The period 1870-1914 saw a remarkable upsurge of imperial activity, including the partition of Africa and the scramble for concessions in China. The Great Powers competed with each other to get the most and best colonies; as a result, tension and fiction was displayed as the Great Powers sought to assert their claim to various pieces of land. This competition for colonies where the Great powers saw each other as a rival was the colonial rivalries. These rivalries worsened relationships between most of the countries, for example the Anglo-German relationship; but surprisingly, it improved some relationships such as the Anglo-French relationship. Colonial rivalries were one of the important factors that affected the relations among the European powers during that period because it made the powers work, interact, and understand each other.
Anglo-French relations went under a dramatic change as a result of colonial rivalry. From 1870-1884 Britain and France had no major quarrels and usually cooperated in international relations.
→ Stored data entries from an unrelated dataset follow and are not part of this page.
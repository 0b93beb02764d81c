// Bottlenecks - Free and Open Source Software Statement
//
// This project, bottlenecks, is Free and Open Source Software (FOSS) licensed
// under the MIT License. You are free to use, modify, and distribute this
// software in accordance with the license terms. Contributions are welcome
// via pull requests to the project repository.
//
// File: src/core/config.rs
// Version: 1.0.0
//
// This file resolves the runtime configuration that sits outside the single
// positional SIZE argument: worker thread count and logging setup, both read
// from the environment so the calibration driver can steer its children.
//
// Tree Location:
// - src/core/config.rs (environment-driven runtime configuration)
// - Depends on: log, num_cpus

use log::{LevelFilter, warn};
use std::path::PathBuf;

const LOG_TARGET: &str = "bottlenecks::config";

/// Worker thread count for the parallel loop (0 or unset = auto-detect)
pub const THREADS_ENV: &str = "BOTTLENECKS_THREADS";

/// Log level override (error, warn, info, debug, trace, off)
pub const LOG_LEVEL_ENV: &str = "BOTTLENECKS_LOG";

/// Path to a log4rs YAML file replacing the built-in console logger
pub const LOG_CONFIG_ENV: &str = "BOTTLENECKS_LOG_CONFIG";

#[derive(Debug, Clone)]
pub struct RuntimeConfig {
    pub thread_count: usize,
    pub log_level: LevelFilter,
    pub log_config: Option<PathBuf>,
    /// Problems found while reading the environment, reported once logging is up
    warnings: Vec<String>,
}

impl RuntimeConfig {
    /// Read the configuration from the process environment
    pub fn from_env(default_level: LevelFilter) -> Self {
        Self::from_lookup(|key| std::env::var(key).ok(), default_level)
    }

    /// Build the configuration from an arbitrary key lookup
    pub fn from_lookup<F>(lookup: F, default_level: LevelFilter) -> Self
    where
        F: Fn(&str) -> Option<String>,
    {
        let mut warnings = Vec::new();

        let requested_threads = match lookup(THREADS_ENV) {
            None => 0,
            Some(raw) => match raw.trim().parse::<usize>() {
                Ok(threads) => threads,
                Err(_) => {
                    warnings.push(format!(
                        "Ignoring {}={:?}: not a thread count, using auto-detect",
                        THREADS_ENV, raw
                    ));
                    0
                }
            },
        };

        let log_level = match lookup(LOG_LEVEL_ENV) {
            None => default_level,
            Some(raw) => match raw.trim().parse::<LevelFilter>() {
                Ok(level) => level,
                Err(_) => {
                    warnings.push(format!(
                        "Ignoring {}={:?}: unknown log level, using {}",
                        LOG_LEVEL_ENV, raw, default_level
                    ));
                    default_level
                }
            },
        };

        let log_config = lookup(LOG_CONFIG_ENV)
            .filter(|raw| !raw.trim().is_empty())
            .map(PathBuf::from);

        Self {
            thread_count: resolve_thread_count(requested_threads),
            log_level,
            log_config,
            warnings,
        }
    }

    pub fn warnings(&self) -> &[String] {
        &self.warnings
    }

    /// Emit the deferred configuration warnings through the logger
    pub fn log_warnings(&self) {
        for message in &self.warnings {
            warn!(target: LOG_TARGET, "{}", message);
        }
    }
}

/// 0 means one worker per logical CPU
pub fn resolve_thread_count(requested: usize) -> usize {
    if requested == 0 {
        num_cpus::get()
    } else {
        requested
    }
}

#[cfg(test)]
mod tests {
    use super::*;
    use std::collections::HashMap;

    fn config_from(pairs: &[(&str, &str)]) -> RuntimeConfig {
        let env: HashMap<String, String> = pairs
            .iter()
            .map(|(k, v)| (k.to_string(), v.to_string()))
            .collect();
        RuntimeConfig::from_lookup(|key| env.get(key).cloned(), LevelFilter::Warn)
    }

    #[test]
    fn test_defaults_auto_detect_threads() {
        let config = config_from(&[]);
        assert_eq!(config.thread_count, num_cpus::get());
        assert_eq!(config.log_level, LevelFilter::Warn);
        assert!(config.log_config.is_none());
        assert!(config.warnings().is_empty());
    }

    #[test]
    fn test_explicit_thread_count() {
        let config = config_from(&[(THREADS_ENV, "3")]);
        assert_eq!(config.thread_count, 3);

        let config = config_from(&[(THREADS_ENV, "0")]);
        assert_eq!(config.thread_count, num_cpus::get());
    }

    #[test]
    fn test_invalid_values_fall_back_with_warning() {
        let config = config_from(&[(THREADS_ENV, "many"), (LOG_LEVEL_ENV, "loud")]);
        assert_eq!(config.thread_count, num_cpus::get());
        assert_eq!(config.log_level, LevelFilter::Warn);
        assert_eq!(config.warnings().len(), 2);
    }

    #[test]
    fn test_log_settings() {
        let config = config_from(&[(LOG_LEVEL_ENV, "debug"), (LOG_CONFIG_ENV, "logs/log4rs.yml")]);
        assert_eq!(config.log_level, LevelFilter::Debug);
        assert_eq!(config.log_config, Some(PathBuf::from("logs/log4rs.yml")));

        let config = config_from(&[(LOG_CONFIG_ENV, "  ")]);
        assert!(config.log_config.is_none());
    }
}
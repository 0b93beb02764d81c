// Bottlenecks - Free and Open Source Software Statement
//
// This project, bottlenecks, is Free and Open Source Software (FOSS) licensed
// under the MIT License. You are free to use, modify, and distribute this
// software in accordance with the license terms. Contributions are welcome
// via pull requests to the project repository.
//
// File: src/workload/ram.rs
// Version: 1.0.0
//
// This file contains the memory-bandwidth workloads, modelled on the STREAM
// "copy" kernel (https://www.cs.virginia.edu/stream/): two large arrays of
// 32-bit integers, the first copied into the second 100 times in parallel.
//
// Tree Location:
// - src/workload/ram.rs (STREAM-style copy workloads)
// - Depends on: worker::pool

use super::cpu::{check_typical_range, scaled};
use crate::core::{Verdict, WorkloadError};
use crate::worker::WorkerPool;
use log::debug;
use std::hint::black_box;

const LOG_TARGET: &str = "bottlenecks::workload::ram";

/// Elements per unit of SIZE (one MiElement)
pub const ELEMENTS_PER_UNIT: u64 = 1024 * 1024;

/// Full copies of the source array per run
pub const REPETITIONS: usize = 100;

const SOURCE_VALUE: i32 = 42;

/// Allocate `len` copies of `value`, reporting failure instead of aborting
pub(crate) fn try_filled<T: Clone>(len: usize, value: T) -> Result<Vec<T>, WorkloadError> {
    let mut buffer = Vec::new();
    buffer
        .try_reserve_exact(len)
        .map_err(|source| WorkloadError::Allocation {
            bytes: len as u128 * size_of::<T>() as u128,
            source,
        })?;
    buffer.resize(len, value);
    Ok(buffer)
}

fn element_count(size: u64) -> Result<usize, WorkloadError> {
    let elements = scaled(size, ELEMENTS_PER_UNIT)?;
    usize::try_from(elements).map_err(|_| WorkloadError::SizeOverflow {
        value: size,
        scale: ELEMENTS_PER_UNIT,
    })
}

fn copy_repeatedly(elements: usize, pool: &WorkerPool) -> Result<Vec<i32>, WorkloadError> {
    let source = try_filled(elements, SOURCE_VALUE)?;
    let mut destination = try_filled(elements, 0i32)?;
    debug!(target: LOG_TARGET,
        "Copying {} elements {} times on {} workers",
        elements, REPETITIONS, pool.thread_count()
    );

    pool.copy_repeated(&source, &mut destination, REPETITIONS)?;
    Ok(destination)
}

/// Copy `1024 * 1024 * size` integers 100 times, then check both ends of the
/// destination. An empty array fails the check.
pub fn ram_bandwidth_copy(size: u64, pool: &WorkerPool) -> Result<Verdict, WorkloadError> {
    let destination = copy_repeatedly(element_count(size)?, pool)?;
    let ok = matches!(
        (destination.first(), destination.last()),
        (Some(&SOURCE_VALUE), Some(&SOURCE_VALUE))
    );
    Ok(Verdict::from_check(ok))
}

/// Typical RAM load: same copy without the final check. `size` must be in
/// 1..=1024.
pub fn typical_ram_bandwidth(size: u64, pool: &WorkerPool) -> Result<Verdict, WorkloadError> {
    check_typical_range(size)?;
    black_box(copy_repeatedly(element_count(size)?, pool)?);
    Ok(Verdict::Passed)
}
However, the partition of Africa led to continual friction, which brought them to the verge of war. Rivalry in the West Africa certainly impaired Anglo-French relations. Good Anglo-French relationships had to be based on France's acceptance of Britain's position in Egypt. A joint Franco- British supervision of Egypt's finances had bees set up after its bankruptcy in 1878. In the French point of view, because they had built the Suez Canal, Britain should withdraw. However, because of a revolt in Sudan which required Britain to send an army over to suppress it, British army insisted to stay in the light of the political chaos as the government army was defeated by the revolutions and it caused political instability. The important lesson French colonialists drew from this was that France should barter Egypt in exchange for France predominance in Morocco.